Ensuite, les parties doivent être qualifiées juridiquement, trop d’étudiants l’oublient ! Cela signifie qu’il ne faut pas faire figurer dans la fiche d’arrêt les noms propres des protagonistes ou leurs versions anonymisées (M. X…, Mme Y…, etc.), mais il faut les qualifier juridiquement. On parlera ainsi de vendeur, d’acquéreur, de bailleur, de preneur, d’emprunteur, de prêteur, de promettant, de bénéficiaire, de créancier, de débiteur, de responsable, de victime, de solvens, d’accipiens, d’époux, d’épouse, de père, de mère, etc. Sauf si la partie impliquée est très connue (par exemple l’EFS) ou a une importance pour la compréhension de l’arrêt (par exemple un arrêt relatif à l’appréciation de la force majeure à l’égard de la SNCF), on ne doit pas retrouver son nom dans la fiche d’arrêt, mais seulement sa qualité. Il n’y a aucun intérêt à parler de M. X… ou de Mme Y…, car la problématique et la solution de l’arrêt ne seront pas propres à M. X… et à Mme Y…, mais s’attacheront à leurs qualités juridiques.

Naturellement, avant d’utiliser la qualification d’une partie, il faudra bien souvent introduire cette qualité. Par exemple, on n’écrira pas « une victime est blessée au cours d’un match de rugby par un responsable », mais « un joueur est blessé au cours d’un match de rugby par un membre de l’équipe adverse. La victime assigne l’auteur du dommage en responsabilité ». Pour que l’on puisse parler de victime, il faut d’abord qu’il y ait un dommage ; pour que l’on puisse parler de responsable, il faut d’abord que les conditions de sa responsabilité soient établies. Il ne faut pas inverser l’ordre logique des évènements. Une fois la partie qualifiée, on la désignera dans le reste du devoir par sa qualité juridique.

Enfin, en ce qui concerne le temps employé, il est possible d’utiliser le passé ou le présent, mais il faudra être attentif à la concordance des temps.

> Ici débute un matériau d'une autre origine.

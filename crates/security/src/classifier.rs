//! The operation classifier — severity-ordered pattern matching.

use serde::{Deserialize, Serialize};

/// Classification of one candidate operation.
///
/// Severity ordering: `Blocked` > `SensitiveFilename` ≈ `SensitivePath`
/// > `Clean`. When several patterns match, the most severe verdict wins;
/// on an advisory tie the filename match is reported.
#[derive(Debug, Clone, Serialize, Deserialize, PartialEq, Eq)]
#[serde(tag = "verdict", rename_all = "snake_case")]
pub enum Verdict {
    /// No pattern matched.
    Clean,
    /// The file path contains a sensitive-path fragment. Advisory.
    SensitivePath { pattern: String },
    /// The file name matches a sensitive filename pattern. Advisory.
    SensitiveFilename { pattern: String },
    /// The operation (or path) matches a blocked-operation pattern. Hard.
    Blocked { pattern: String },
}

impl Verdict {
    /// Whether this verdict requires the gate to reject.
    pub fn is_blocked(&self) -> bool {
        matches!(self, Self::Blocked { .. })
    }

    /// Whether this verdict is an advisory (warn-only) finding.
    pub fn is_advisory(&self) -> bool {
        matches!(self, Self::SensitivePath { .. } | Self::SensitiveFilename { .. })
    }
}

/// One advisory match, for attaching warnings to an accepted decision.
#[derive(Debug, Clone, Serialize, Deserialize, PartialEq, Eq)]
pub struct Finding {
    /// The configured pattern that matched.
    pub pattern: String,
    /// The text the pattern matched against.
    pub matched: String,
    /// Which list the pattern came from.
    pub kind: FindingKind,
}

/// The pattern list a [`Finding`] came from.
#[derive(Debug, Clone, Copy, Serialize, Deserialize, PartialEq, Eq)]
#[serde(rename_all = "snake_case")]
pub enum FindingKind {
    SensitivePath,
    SensitiveFilename,
}

/// Matches operations and paths against the configured pattern lists.
#[derive(Debug, Clone, Default)]
pub struct Classifier {
    sensitive_paths: Vec<String>,
    sensitive_file_patterns: Vec<String>,
    blocked_operations: Vec<String>,
}

impl Classifier {
    /// Build a classifier from the three configured lists.
    pub fn new(
        sensitive_paths: Vec<String>,
        sensitive_file_patterns: Vec<String>,
        blocked_operations: Vec<String>,
    ) -> Self {
        Self {
            sensitive_paths,
            sensitive_file_patterns,
            blocked_operations,
        }
    }

    /// Classify an operation string plus optional file path.
    ///
    /// Blocked patterns are tested against both the operation string and
    /// the file path; sensitive patterns only against the path. The most
    /// severe match wins.
    pub fn classify(&self, file_path: Option<&str>, operation: &str) -> Verdict {
        if let Some(pattern) = self.blocked_match(file_path, operation) {
            return Verdict::Blocked {
                pattern: pattern.into(),
            };
        }

        if let Some(path) = file_path {
            let name = file_name(path);
            for pattern in &self.sensitive_file_patterns {
                if contains(name, pattern) {
                    return Verdict::SensitiveFilename {
                        pattern: pattern.clone(),
                    };
                }
            }
            for pattern in &self.sensitive_paths {
                if contains(path, pattern) {
                    return Verdict::SensitivePath {
                        pattern: pattern.clone(),
                    };
                }
            }
        }

        Verdict::Clean
    }

    /// Every advisory match, regardless of severity ordering.
    ///
    /// The gate uses this to attach one warning per finding, not just the
    /// winning verdict's.
    pub fn findings(&self, file_path: Option<&str>) -> Vec<Finding> {
        let Some(path) = file_path else {
            return Vec::new();
        };
        let name = file_name(path);
        let mut findings = Vec::new();

        for pattern in &self.sensitive_file_patterns {
            if contains(name, pattern) {
                findings.push(Finding {
                    pattern: pattern.clone(),
                    matched: name.into(),
                    kind: FindingKind::SensitiveFilename,
                });
            }
        }
        for pattern in &self.sensitive_paths {
            if contains(path, pattern) {
                findings.push(Finding {
                    pattern: pattern.clone(),
                    matched: path.into(),
                    kind: FindingKind::SensitivePath,
                });
            }
        }

        findings
    }

    fn blocked_match(&self, file_path: Option<&str>, operation: &str) -> Option<&str> {
        self.blocked_operations
            .iter()
            .find(|pattern| {
                contains(operation, pattern)
                    || file_path.is_some_and(|path| contains(path, pattern))
            })
            .map(String::as_str)
    }
}

/// Case-sensitive substring test with `*` stripped from the pattern.
///
/// An empty pattern (or one that is all `*`) never matches.
fn contains(haystack: &str, pattern: &str) -> bool {
    let core: String = pattern.chars().filter(|c| *c != '*').collect();
    !core.is_empty() && haystack.contains(&core)
}

/// The final path component, with either separator style.
fn file_name(path: &str) -> &str {
    path.rsplit(['/', '\\']).next().unwrap_or(path)
}

#[cfg(test)]
mod tests {
    use super::*;

    fn classifier() -> Classifier {
        Classifier::new(
            vec![".ssh".into(), "secrets".into()],
            vec!["*key*".into(), "*.pem".into(), ".env".into()],
            vec!["DROP DATABASE".into(), "rm -rf /".into()],
        )
    }

    #[test]
    fn clean_operation() {
        let verdict = classifier().classify(Some("src/main.rs"), "edit file");
        assert_eq!(verdict, Verdict::Clean);
        assert!(!verdict.is_blocked());
        assert!(!verdict.is_advisory());
    }

    #[test]
    fn blocked_operation_string() {
        let verdict = classifier().classify(None, "psql -c 'DROP DATABASE users'");
        assert_eq!(
            verdict,
            Verdict::Blocked {
                pattern: "DROP DATABASE".into()
            }
        );
        assert!(verdict.is_blocked());
    }

    #[test]
    fn blocked_outranks_sensitive() {
        // Path matches a sensitive fragment AND a blocked pattern:
        // the most severe verdict wins.
        let c = Classifier::new(
            vec!["secrets".into()],
            vec![],
            vec!["secrets/master".into()],
        );
        let verdict = c.classify(Some("secrets/master.db"), "read file");
        assert!(matches!(verdict, Verdict::Blocked { .. }));
    }

    #[test]
    fn sensitive_filename_with_glob_spelling() {
        let verdict = classifier().classify(Some("secrets-dir/api_key.txt"), "read file");
        // `*key*` strips to `key`, which `api_key.txt` contains; the
        // filename match outranks the path match on the advisory tie.
        assert_eq!(
            verdict,
            Verdict::SensitiveFilename {
                pattern: "*key*".into()
            }
        );
        assert!(verdict.is_advisory());
    }

    #[test]
    fn sensitive_path_fragment() {
        let verdict = classifier().classify(Some("/home/user/.ssh/config"), "read file");
        assert_eq!(
            verdict,
            Verdict::SensitivePath {
                pattern: ".ssh".into()
            }
        );
    }

    #[test]
    fn matching_is_case_sensitive() {
        let verdict = classifier().classify(None, "drop database users");
        assert_eq!(verdict, Verdict::Clean);
    }

    #[test]
    fn filename_patterns_ignore_directory_part() {
        // `key` appears in the directory, not the file name: the filename
        // pattern must not fire, but the path list still can.
        let c = Classifier::new(vec![], vec!["*key*".into()], vec![]);
        assert_eq!(c.classify(Some("keys/readme.md"), "read"), Verdict::Clean);
        assert_eq!(
            c.classify(Some("docs/key_rotation.md"), "read"),
            Verdict::SensitiveFilename {
                pattern: "*key*".into()
            }
        );
    }

    #[test]
    fn pem_suffix_pattern() {
        let verdict = classifier().classify(Some("certs/server.pem"), "read file");
        assert_eq!(
            verdict,
            Verdict::SensitiveFilename {
                pattern: "*.pem".into()
            }
        );
    }

    #[test]
    fn all_wildcard_pattern_never_matches() {
        let c = Classifier::new(vec![], vec!["**".into()], vec!["*".into()]);
        assert_eq!(c.classify(Some("anything.txt"), "anything"), Verdict::Clean);
    }

    #[test]
    fn no_file_path_skips_path_checks() {
        let verdict = classifier().classify(None, "run tests");
        assert_eq!(verdict, Verdict::Clean);
        assert!(classifier().findings(None).is_empty());
    }

    #[test]
    fn findings_collects_all_advisory_matches() {
        let findings = classifier().findings(Some("secrets/api_key.pem"));
        // *key*, *.pem, and the `secrets` path fragment all match.
        assert_eq!(findings.len(), 3);
        assert!(
            findings
                .iter()
                .any(|f| f.kind == FindingKind::SensitiveFilename && f.pattern == "*key*")
        );
        assert!(
            findings
                .iter()
                .any(|f| f.kind == FindingKind::SensitiveFilename && f.pattern == "*.pem")
        );
        assert!(findings.iter().any(|f| f.kind == FindingKind::SensitivePath));
    }

    #[test]
    fn blocked_pattern_matches_file_path() {
        let verdict = classifier().classify(Some("rm -rf /tmp/x"), "shell");
        assert!(matches!(verdict, Verdict::Blocked { .. }));
    }

    #[test]
    fn verdict_serialization() {
        let verdict = Verdict::Blocked {
            pattern: "DROP DATABASE".into(),
        };
        let json = serde_json::to_string(&verdict).unwrap();
        assert!(json.contains("blocked"));
        let back: Verdict = serde_json::from_str(&json).unwrap();
        assert_eq!(back, verdict);
    }
}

Pour notre arrêt de 2016, voici ce que cela donnerait :

Faits : une société applique aux salariés de ses établissements situés en Ile-de-France des rémunérations supérieures à celles appliquées aux salariés de son établissement de Douai, pour des fonctions pourtant identiques. Un syndicat estime que cela constitue une atteinte au principe de l’égalité de traitement.

La procédure

Une fois les faits énoncés, l’assignation par le demandeur doit être la suite logique des évènements. Si l’assignation a déjà été évoquée, c’est que l’étudiant a commencé à parler de la procédure dans la partie consacrée au résumé des faits. A contrario, s’il manque des éléments pour comprendre pourquoi une personne en assigne une autre, c’est probablement que le résumé des faits est incomplet.

Comme pour l’énoncé des faits, il faut ici veiller à qualifier les parties. L’étudiant sera particulièrement vigilant à la terminologie employée, notamment:

  • Les juges du premier degré rendent des jugements ;
  • La cour d’appel et la Cour de cassation rendent des arrêts ;
  • Une partie interjette appel ;
  • Une partie se pourvoit en cassation ou forme un pourvoi en cassation ;
  • La cour d’appel confirme/infirme le jugement, elle rend un arrêt confirmatif/infirmatif ;
  • La Cour de cassation casse l’arrêt ou rejette le pourvoi ;
  • Les parties à l’instance sont le demandeur/la demanderesse (et non pas la demandeuse) et le défendeur/la défenderesse (et non pas le défenseur, qui est l’avocat) ;
  • Devant la cour d’appel, les parties sont l’appelant et l’intimé ;
  • Devant la Cour de cassation, on parle de demandeur au pourvoi (et non pas de pourvoyeur) et de défendeur au pourvoi.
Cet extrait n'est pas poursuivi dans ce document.